Ministry of the Solicitor General and Correctional Services


NATURE OF THE APPEAL:

 

The Ministry of the Solicitor General and Correctional Services (the Ministry) received a request from a former inmate at the Toronto Jail for access to his entire jail file, including any medical records.  The Ministry located 33 pages of records responsive to the request and granted access to all of them, in whole or in part.  The Ministry denied access to portions of nine pages of records, claiming the application of the following exemptions contained in the Act:

 

         invasion of privacy - section 49(b)

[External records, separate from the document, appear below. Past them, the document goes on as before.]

//! Unit tests for the LogStreamer

#[cfg(test)]
mod tests {
    use crate::error::ExecutorError;
    use crate::logs::LogStreamer;
    use crate::readiness::ReadinessPoller;
    use crate::test_utils::*;
    use cluster_client::{ClusterError, MockCall, MockClusterClient};
    use runtime_spec::SpecError;
    use std::sync::Arc;
    use std::time::Duration;

    fn create_test_streamer(mock: &MockClusterClient) -> LogStreamer {
        let pods = ReadinessPoller::new(
            Arc::new(mock.clone()),
            TEST_NAMESPACE,
            Duration::from_millis(100),
            None,
        );
        LogStreamer::new(Arc::new(mock.clone()), TEST_NAMESPACE, pods)
    }

    #[tokio::test]
    async fn test_stream_logs_without_running_pod() {
        let mock = MockClusterClient::new();
        mock.add_pod(create_pending_pod("web", "web-0"));
        let streamer = create_test_streamer(&mock);

        let mut sink = Vec::new();
        let result = streamer.stream_logs("web", &mut sink).await;

        assert!(matches!(result, Err(ExecutorError::NoRunningPod(ref name)) if name == "web"));
        assert!(result.unwrap_err().is_not_found());
        assert!(sink.is_empty());
        assert!(
            !mock
                .calls()
                .iter()
                .any(|c| matches!(c, MockCall::StreamLogs(_)))
        );
    }

    #[tokio::test]
    async fn test_stream_logs_copies_into_sink() {
        let mock = MockClusterClient::new();
        mock.add_pod(create_running_pod("web", "web-1"));
        mock.set_logs("web-1", &["starting nginx\n", "ready\n"]);
        let streamer = create_test_streamer(&mock);

        let mut sink = Vec::new();
        let copied = streamer.stream_logs("web", &mut sink).await.unwrap();

        assert_eq!(String::from_utf8(sink).unwrap(), "starting nginx\nready\n");
        assert_eq!(copied, 21);
        assert!(mock.calls().contains(&MockCall::StreamLogs("web-1".to_string())));
    }

    #[tokio::test]
    async fn test_stream_logs_empty_output() {
        let mock = MockClusterClient::new();
        mock.add_pod(create_running_pod("web", "web-1"));
        let streamer = create_test_streamer(&mock);

        let mut sink = Vec::new();
        let copied = streamer.stream_logs("web", &mut sink).await.unwrap();
        assert_eq!(copied, 0);
        assert!(sink.is_empty());
    }

    #[tokio::test]
    async fn test_stream_logs_broken_stream() {
        let mock = MockClusterClient::new();
        mock.add_pod(create_running_pod("web", "web-1"));
        mock.set_logs("web-1", &["partial\n"]);
        mock.fail_log_stream("connection reset by peer");
        let streamer = create_test_streamer(&mock);

        let mut sink = Vec::new();
        let result = streamer.stream_logs("web", &mut sink).await;

        match result {
            Err(ExecutorError::Cluster(ClusterError::Stream(message))) => {
                assert!(message.contains("connection reset by peer"));
            }
            other => panic!("expected stream error, got {other:?}"),
        }
        // Output received before the failure is kept
        assert_eq!(sink, b"partial\n");
    }

    #[tokio::test]
    async fn test_stream_logs_lookup_failure() {
        let mock = MockClusterClient::new();
        mock.add_pod(create_running_pod("web", "web-1"));
        mock.fail_next_pod_list("apiserver unavailable");
        let streamer = create_test_streamer(&mock);

        let mut sink = Vec::new();
        let result = streamer.stream_logs("web", &mut sink).await;
        assert!(matches!(
            result,
            Err(ExecutorError::Cluster(ClusterError::Api { code: 503, .. }))
        ));
    }

    #[tokio::test]
    async fn test_stream_logs_rejects_empty_name() {
        let mock = MockClusterClient::new();
        let streamer = create_test_streamer(&mock);

        let mut sink = Vec::new();
        let result = streamer.stream_logs("", &mut sink).await;
        assert!(matches!(
            result,
            Err(ExecutorError::InvalidArgument(SpecError::EmptyName))
        ));
        assert!(mock.calls().is_empty());
    }

    #[tokio::test]
    async fn test_stream_logs_non_label_name_is_looked_up() {
        let mock = MockClusterClient::new();
        let streamer = create_test_streamer(&mock);

        let mut sink = Vec::new();
        let result = streamer.stream_logs("Not_A_Label", &mut sink).await;
        assert!(matches!(result, Err(ExecutorError::NoRunningPod(_))));
        assert_eq!(mock.pod_list_count(), 1);
    }
}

         confidential correction record - section 49(e)

 

In addition, the Ministry submitted that the information which it did not disclose on Page 7 of the records is not responsive to the request.  The requester appealed the denial of access to the records.  A Notice of Inquiry was provided to the appellant and the Ministry.  Representations were received from both parties.  During the inquiry stage of the appeal, the Ministry disclosed to the appellant the severed information to which it had previously denied access found on Pages 10, 11 and 15.

 

The records which remain at issue are portions of Pages 1, 14, 22, 26, 26A and 27.  I have reviewed the undisclosed portion of Page 7 and agree that it contains information which does not relate either to the appellant or his request.  I will not, accordingly, discuss it further in this order.

 

DISCUSSION:

 

CONFIDENTIAL CORRECTION RECORD

 

The Ministry claims the application of section 49(e) to the undisclosed portions of Pages 1 and 14.  This section provides:

 

A head may refuse to disclose to the individual to whom the information relates personal information,

 

that is a correctional record where the disclosure could reasonably be expected to reveal information supplied in confidence;

 

Under section 2(1) of the Act, ‘personal information’ is defined, in part, to mean recorded information about an identifiable individual, including any identifying number assigned to the individual or where the disclosure of the name would reveal other personal information about the individual. 

 

Pages 22, 26 and 26A are extracts from occurrence reports prepared by Toronto Jail staff.  Page 27 is a misconduct report.  The undisclosed information consists of the names and/or identification numbers of other jail inmates. 

 

I have reviewed each of the records to determine whether they contain personal information and, if so, to whom the personal information relates.  I find that each of the records contains the personal information of the appellant.  In addition, I find that Pages 22, 26, 26A and 27 contain the personal information of other individuals.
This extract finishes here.